Tuesday, 1 March 2016

Luigi Vanvitelli – architect



Neapolitan genius drew up a grand design for his royal client


Giacinto Diano's portrait of Luigi Vanvitelli, which is housed at the Royal Palace in Caserta
Giacinto Diano's portrait of Luigi Vanvitelli,
which is housed at the Royal Palace in Caserta
The most famous architect of the 18th century, Luigi Vanvitelli, died on this day in 1773 in Caserta in Campania.

The huge Royal Palace he designed for the Bourbon kings of Naples in Caserta is considered one of the greatest triumphs of the Baroque style of architecture in Italy.

Vanvitelli was born Lodewijk van Wittel in Naples in 1700, the son of a Dutch painter of landscapes, Caspar van Wittel. His father later also took up the Italian surname Vanvitelli.

Luigi Vanvitelli was trained as an architect by Niccolo Salvi and worked with him on lengthening the façade of Gian Lorenzo Bernini’s Palazzo Chigi-Odelscalchi in Rome and on the construction of the Trevi Fountain.

Vanvitelli was eventually commissioned by Charles III, King of Naples, to build a summer palace for the royal family in Caserta and he modelled his design on the Palace of Versailles in France.

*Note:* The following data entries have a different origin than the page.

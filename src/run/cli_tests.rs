#![allow(clippy::unwrap_used)]

use chrono::NaiveDate;
use rust_decimal_macros::dec;

use super::*;

fn fixed_day() -> NaiveDate {
    NaiveDate::from_ymd_opt(2025, 3, 14).unwrap()
}

fn args(list: &[&str]) -> Vec<String> {
    list.iter().map(|s| s.to_string()).collect()
}

fn render(ledger: &Ledger) -> String {
    let mut buf = Vec::new();
    write_summary(&mut buf, ledger).unwrap();
    String::from_utf8(buf).unwrap()
}

// ── Argument parsing ──────────────────────────────────────────

#[test]
fn test_parse_add_flags_in_order() {
    let specs = parse_add_flags(&args(&["--add", "5:Food", "--add=7:Other"])).unwrap();
    assert_eq!(specs, vec!["5:Food".to_string(), "7:Other".to_string()]);
}

#[test]
fn test_parse_add_flags_rejects_stray_args() {
    assert!(parse_add_flags(&args(&["--add"])).is_err());
    let err = parse_add_flags(&args(&["food"])).unwrap_err();
    assert_eq!(err.to_string(), "Unexpected argument: food");
}

#[test]
fn test_parse_add_spec() {
    let (amount, category) = parse_add_spec("-12.5:transport").unwrap();
    assert_eq!(amount, "-12.5");
    assert_eq!(category, Category::Transport);

    assert!(parse_add_spec("12.5").is_err());
    let err = parse_add_spec("3:Pets").unwrap_err();
    assert_eq!(err.to_string(), "Unknown category: 'Pets'");
}

// ── summary ───────────────────────────────────────────────────

#[test]
fn test_summary_applies_adds() {
    let mut ledger = Ledger::new().with_clock(fixed_day);
    cli_summary(
        &args(&["--add", "1000:Food", "--add", "900:Transport"]),
        &mut ledger,
    )
    .unwrap();
    assert_eq!(ledger.spent(), dec!(1900));
    assert!(ledger.alert_active());
}

#[test]
fn test_summary_stops_on_invalid_amount() {
    let mut ledger = Ledger::new().with_clock(fixed_day);
    let err = cli_summary(&args(&["--add", "5:Food", "--add", "abc:Food"]), &mut ledger)
        .unwrap_err();
    assert_eq!(err.to_string(), "Invalid amount: 'abc'");
    assert_eq!(ledger.spent(), dec!(5));
}

#[test]
fn test_unknown_command_errors() {
    let mut ledger = Ledger::new();
    assert!(as_cli(&args(&["frobnicate"]), &mut ledger).is_err());
}

#[test]
fn test_write_summary_quiet() {
    let mut ledger = Ledger::new().with_clock(fixed_day);
    ledger.add_transaction(500, "Food").unwrap();
    let text = render(&ledger);

    assert!(text.contains("  Budget:     $2,000.00"));
    assert!(text.contains("  Spent:      $500.00"));
    assert!(text.contains("  Remaining:  $1,500.00"));
    assert!(text.contains("  Alert at:   $1,800.00"));
    assert!(!text.contains("Warning"));
    assert!(text.contains("03/14/2025"));
}

#[test]
fn test_write_summary_alert_and_breakdown() {
    let mut ledger = Ledger::new().with_clock(fixed_day);
    ledger.add_transaction(100, "Food").unwrap();
    ledger.add_transaction(50, "Food").unwrap();
    ledger.add_transaction(1750, "Transport").unwrap();
    let text = render(&ledger);

    assert!(text.contains("! Warning: You've spent over 90% of your budget!"));
    let food = text.find("  Food ").unwrap();
    let transport = text.find("  Transport ").unwrap();
    assert!(food < transport);
    assert!(text.contains("$150.00"));
    assert!(text.contains("92%"));
    assert!(text.contains(&format!("  {:<20} {:>14}", "Total", "$1,900.00")));
}

#[test]
fn test_write_summary_empty_ledger() {
    let text = render(&Ledger::new());
    assert!(text.contains("  Total Txns: 0"));
    assert!(!text.contains("Spending Breakdown"));
    assert!(!text.contains("Transaction History"));
}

He drew up plans for a quadrilateral building, enclosing four courtyards, with 1200 rooms, a chapel, a theatre and the largest staircase in Italy.


Vanvitelli designed both the 1200-room Royal Palace and the spectacular gardens
The imposing 1200-room Royal Palace seen from
the Grande Cascata waterfall
Vanvitelli also devised an aqueduct system to bring in the volume of water needed to run the cascades and the fountains in the gardens.

The architect worked on the Royal Palace until his death in 1773, while also building a church and a monastery in Naples and designing the huge aqueduct that supplied the city with water.

He had been commissioned by Pope Clement XII to design buildings for him in Ancona and had added to Michelangelo’s design for Santa Maria degli Angeli in Rome, as well as contributing to many other famous buildings throughout Italy .

Travel tip:

Vanvitelli wrote in his memoirs that it was the King who designed the Royal Palace at Caserta. This may have been to flatter him or because Charles III knew what he wanted. The celebrated staircase, 18th century royal apartments and court theatre are among the star features of the palace. The architect also designed the famous park, with its Grande Cascata waterfall.

Vanvitelli's pentagonal building was also known as Mole Vanvitelliana
Vanvitelli's unusual Lazzaretto di Ancona, a
pentagonal building on an artificial island
Photo: Claudio Stanco (CC BY-SA 3.0)
Travel tip:

Vanvitelli designed the unusual Lazzaretto di Ancona for Pope Clement XII, which is also sometimes known as the Mole Vanvitelliana. It is a pentagonal building built on an artificial island, which served as a quarantine station for the port town of Ancona in the 18th century.